2. Experimental Performance
Experiments on the News20 and ALOI datasets demonstrate that the proposed algorithm performs well under different node counts and triggering thresholds. As the number of nodes increases, the average loss gradually increases but eventually converges. Moreover, smaller triggering thresholds accelerate the algorithm’s convergence speed.
3. Effectiveness of the Event-Triggered Mechanism
The experimental results show that the event-triggered mechanism significantly reduces communication rounds, especially in large-scale networks. As the triggering threshold increases, communication rounds are significantly reduced, alleviating network communication pressure.
Conclusions and Significance
This paper proposes a distributed Frank-Wolfe online optimization algorithm based on an event-triggered mechanism, significantly improving the efficiency of distributed network systems by reducing communication overhead and computational costs. Theoretical analysis and experimental validation demonstrate that the algorithm achieves sublinear regret growth for convex objective functions and performs well on real-world datasets.
Scientific Value
This research provides an efficient solution for distributed online optimization problems, particularly in high-dimensional constrained optimization, where projection-free methods avoid complex projection operations and reduce computational costs.
Application Value
The proposed algorithm is suitable for large-scale distributed network systems, such as sensor networks and the Internet of Things (IoT), enabling efficient online optimization with limited communication resources.
Research Highlights
- Event-Triggered Mechanism: By introducing an event-triggered mechanism, the algorithm only exchanges information between nodes when necessary, significantly reducing communication overhead.

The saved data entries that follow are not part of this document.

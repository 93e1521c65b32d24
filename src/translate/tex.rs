//! Texture-fetch instruction handlers
//!
//! Unimplemented: VTX_FETCH, VTX_SEMANTIC, MEM, LD, GET_TEXTURE_INFO,
//! GET_SAMPLE_INFO, GET_COMP_TEX_LOD, GET_GRADIENTS_H, GET_GRADIENTS_V,
//! GET_LERP, KEEP_GRADIENTS, SET_GRADIENTS_H, SET_GRADIENTS_V, PASS,
//! SET_CUBEMAP_INDEX, SAMPLE_L, SAMPLE_LB, SAMPLE_G and variants,
//! SAMPLE_C_L, SAMPLE_C_LB, SAMPLE_C_LZ, SAMPLE_C_G and variants,
//! SET_TEXTURE_OFFSETS, GATHER4 and variants, GET_BUFFER_RESINFO.

use crate::error::{Result, TranslationError};
use crate::microcode::{ControlFlowInst, SelectCode, TexOpcode, TextureFetchInst};
use crate::sampler::{SamplerType, MAX_SAMPLERS};
use crate::translate::select::{condense_selections, write_select_vector};
use crate::translate::state::{register_name, State};
use crate::translate::TexDispatch;

/// Shared emission path for all sampling opcodes
///
/// `func` is the GLSL sampling function and `extra_args` literal argument
/// text appended after the coordinate vector.
fn sample_func(
    state: &mut State<'_>,
    _cf: &ControlFlowInst,
    inst: &TextureFetchInst,
    func: &str,
    extra_args: &str,
) -> Result<()> {
    let mut dst_sels = inst.word1.dst_sels();
    let mut src_sels = inst.word2.src_sels();

    let resource_id = inst.word0.resource_id;
    let sampler_id = inst.word2.sampler_id;

    if sampler_id as usize >= MAX_SAMPLERS {
        return Err(TranslationError::Unsupported(format!(
            "sampler id {} out of range",
            sampler_id
        )));
    }

    state.register_sampler(sampler_id);

    let sampler_type = match &state.shader {
        Some(shader) => shader.samplers[sampler_id as usize],
        None => {
            tracing::debug!(
                "No shader metadata attached, assuming 2D sampler for slot {}",
                sampler_id
            );
            SamplerType::Sampler2D
        }
    };

    if resource_id != sampler_id {
        return Err(TranslationError::Unsupported(format!(
            "sample with resource id {} != sampler id {}",
            resource_id, sampler_id
        )));
    }

    let dst = register_name(inst.word1.dst_gpr, inst.word1.dst_rel);
    let src = register_name(inst.word0.src_gpr, inst.word0.src_rel);

    let (dst_mask, num_dst_sels) = condense_selections(&mut dst_sels);

    if num_dst_sels == 0 {
        // Fully masked destination, the fetch has no visible effect
        return Ok(());
    }

    let sampler_elements = sampler_type.arg_count()?;

    if sampler_type.is_shadow() {
        // The hardware packs the depth compare value in the w channel,
        // whereas GLSL shadow samplers expect it as the last coordinate
        // component, so the last select must read w.
        match sampler_elements {
            2 => src_sels[1] = SelectCode::W,
            3 => src_sels[2] = SelectCode::W,
            4 => src_sels[3] = SelectCode::W,
            n => {
                return Err(TranslationError::Internal(format!(
                    "shadow sampler with {} coordinate components",
                    n
                )));
            }
        }
    }

    state.line_start();
    state
        .out
        .push_str(&format!("texTmp = {}(sampler_{}, ", func, sampler_id));
    write_select_vector(&mut state.out, &src, &src_sels, sampler_elements)?;
    state.out.push_str(extra_args);
    state.out.push_str(");");
    state.line_end();

    state.line_start();
    state.out.push_str(&format!("{}.{} = ", dst, dst_mask));
    write_select_vector(&mut state.out, "texTmp", &dst_sels, num_dst_sels)?;
    state.out.push(';');
    state.line_end();

    Ok(())
}

fn fetch4(state: &mut State<'_>, cf: &ControlFlowInst, inst: &TextureFetchInst) -> Result<()> {
    sample_func(state, cf, inst, "textureGather", "")
}

fn sample(state: &mut State<'_>, cf: &ControlFlowInst, inst: &TextureFetchInst) -> Result<()> {
    sample_func(state, cf, inst, "texture", "")
}

/// Sample with LOD forced to zero
fn sample_lz(state: &mut State<'_>, cf: &ControlFlowInst, inst: &TextureFetchInst) -> Result<()> {
    sample_func(state, cf, inst, "textureLod", ", 0")
}

/// Register every implemented texture-fetch opcode
///
/// SAMPLE and SAMPLE_C share one handler; the shadow-channel remap in
/// `sample_func` is what distinguishes comparison sampling.
pub fn register_tex_functions(dispatch: &mut TexDispatch) {
    dispatch.register(TexOpcode::Fetch4, Box::new(fetch4));
    dispatch.register(TexOpcode::Sample, Box::new(sample));
    dispatch.register(TexOpcode::SampleC, Box::new(sample));
    dispatch.register(TexOpcode::SampleLz, Box::new(sample_lz));
}
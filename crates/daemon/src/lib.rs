// repo-puller library: keeps a local working copy in step with one remote branch.

pub mod config;
pub mod git;
pub mod remote;
pub mod repo;
pub mod runtime;
pub mod sync;
// repo-puller: polling daemon entry point.

use anyhow::Context;
use repo_puller::config::PullerConfig;
use tracing::error;
use tracing_subscriber::EnvFilter;

const DEFAULT_LOG_FILTER: &str = "info";

#[tokio::main(flavor = "current_thread")]
async fn main() -> anyhow::Result<()> {
    let filter =
        EnvFilter::try_from_default_env().unwrap_or_else(|_| EnvFilter::new(DEFAULT_LOG_FILTER));
    tracing_subscriber::fmt().with_env_filter(filter).init();

    let config = match PullerConfig::from_env() {
        Ok(config) => config,
        Err(error) => {
            error!(%error, "invalid configuration");
            return Err(error).context("failed to load configuration");
        }
    };

    repo_puller::runtime::run(config).await.inspect_err(|error| error!("{error:#}"))
}
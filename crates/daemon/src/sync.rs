// Poll loop: align branch, fetch, compare heads, fast-forward, sleep.
//
// Git command failures inside a tick are logged and absorbed; the next tick
// retries. A tick error whose cause is not a git command failure (the binary
// cannot be spawned) ends the loop so the process can exit non-zero.

use std::fmt::{Display, Formatter};
use std::time::Duration;

use tokio::sync::watch;
use tracing::{error, info};

use crate::git::worker::{CommandExecutor, GitWorkerError, ProcessCommandExecutor};
use crate::repo::{RepositoryHandle, SyncState};

/// Result of a tick that completed without error.
#[derive(Debug, Clone, PartialEq, Eq)]
pub enum TickOutcome {
    /// Local and remote heads matched; nothing was pulled.
    UpToDate { head: String },
    /// The local branch was fast-forwarded.
    Pulled { from: String, to: String },
}

#[derive(Debug, Clone, Copy, PartialEq, Eq)]
pub enum TickStep {
    Checkout,
    Fetch,
    Resolve,
    Pull,
}

impl Display for TickStep {
    fn fmt(&self, f: &mut Formatter<'_>) -> std::fmt::Result {
        f.write_str(match self {
            TickStep::Checkout => "checkout",
            TickStep::Fetch => "fetch",
            TickStep::Resolve => "resolve",
            TickStep::Pull => "pull",
        })
    }
}

#[derive(Debug, Clone, PartialEq, Eq, thiserror::Error)]
#[error("{step} failed on branch `{branch}`: {source}")]
pub struct TickError {
    pub step: TickStep,
    pub branch: String,
    #[source]
    pub source: GitWorkerError,
}

impl TickError {
    /// Command failures and timeouts are retried on the next tick.
    pub fn is_recoverable(&self) -> bool {
        !self.source.is_spawn_failure()
    }
}

pub struct SyncLoop<E = ProcessCommandExecutor> {
    handle: RepositoryHandle<E>,
    interval: Duration,
}

impl<E: CommandExecutor> SyncLoop<E> {
    pub fn new(handle: RepositoryHandle<E>, interval: Duration) -> Self {
        Self { handle, interval }
    }

    pub fn handle(&self) -> &RepositoryHandle<E> {
        &self.handle
    }

    /// Tick until `shutdown` changes. Returns an error only for
    /// unrecoverable tick failures.
    pub async fn run(&mut self, mut shutdown: watch::Receiver<bool>) -> Result<(), TickError> {
        loop {
            info!(branch = %self.handle.branch(), "checking for updates");
            match self.tick().await {
                Ok(TickOutcome::UpToDate { head }) => {
                    info!(branch = %self.handle.branch(), %head, "no new commits");
                }
                Ok(TickOutcome::Pulled { from, to }) => {
                    info!(branch = %self.handle.branch(), %from, %to, "pull complete");
                }
                Err(error) if error.is_recoverable() => {
                    error!(
                        branch = %error.branch,
                        step = %error.step,
                        error = %error.source,
                        "error checking for updates"
                    );
                }
                Err(error) => {
                    error!(
                        branch = %error.branch,
                        step = %error.step,
                        error = %error.source,
                        "unrecoverable error, stopping sync loop"
                    );
                    return Err(error);
                }
            }

            tokio::select! {
                _ = tokio::time::sleep(self.interval) => {},
                _ = shutdown.changed() => {
                    info!("sync loop shutting down");
                    return Ok(());
                }
            }
        }
    }

    /// One poll: realign the branch, fetch, compare, pull when behind.
    pub async fn tick(&mut self) -> Result<TickOutcome, TickError> {
        let branch = self.handle.branch().to_string();
        let remote_ref = format!("refs/remotes/{}/{}", self.handle.remote_name(), branch);
        let fail = |step: TickStep| {
            let branch = branch.clone();
            move |source| TickError { step, branch, source }
        };

        let worker = self.handle.worker();
        let current = worker.current_branch().await.map_err(fail(TickStep::Checkout))?;
        if current != branch {
            info!(from = %current, to = %branch, "switching to tracked branch");
            worker.checkout(&branch).await.map_err(fail(TickStep::Checkout))?;
        }

        worker.fetch(self.handle.remote_name()).await.map_err(fail(TickStep::Fetch))?;
        let local_head = worker.rev_parse("HEAD").await.map_err(fail(TickStep::Resolve))?;
        let remote_head = worker.rev_parse(&remote_ref).await.map_err(fail(TickStep::Resolve))?;

        if local_head == remote_head {
            self.handle.record_heads(local_head.clone(), remote_head);
            self.handle.set_state(SyncState::UpToDate);
            return Ok(TickOutcome::UpToDate { head: local_head });
        }

        info!(
            branch = %branch,
            local = %local_head,
            remote = %remote_head,
            "new commits available, pulling"
        );
        self.handle.record_heads(local_head.clone(), remote_head.clone());
        self.handle.set_state(SyncState::BehindOrInvalidBranch);

        let worker = self.handle.worker();
        worker.pull_ff_only(&branch).await.map_err(fail(TickStep::Pull))?;
        let head = worker.rev_parse("HEAD").await.map_err(fail(TickStep::Resolve))?;

        self.handle.record_heads(head.clone(), remote_head);
        self.handle.set_state(SyncState::UpToDate);
        Ok(TickOutcome::Pulled { from: local_head, to: head })
    }
}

- Projection-Free Method: The Frank-Wolfe algorithm is used as a projection-free method, avoiding complex projection operations in high-dimensional constrained optimization and reducing computational costs.
- Theoretical Guarantees: The paper provides a rigorous theoretical analysis of the algorithm’s convergence, proving sublinear regret growth for convex objective functions.
- Experimental Validation: Experiments on multiple datasets validate the algorithm’s effectiveness and robustness, particularly in large-scale networks.
Other Valuable Information
The paper also explores the impact of different network topologies on algorithm performance. Experiments show that the algorithm converges fastest in fully connected networks. Additionally, the paper compares the proposed algorithm with other distributed online optimization algorithms, such as DEFW and DGD, demonstrating significant advantages in convergence speed and communication efficiency.
Through this research, we not only provide an efficient solution for distributed online optimization problems but also offer new insights for future research, particularly in further optimizing communication efficiency and computational costs.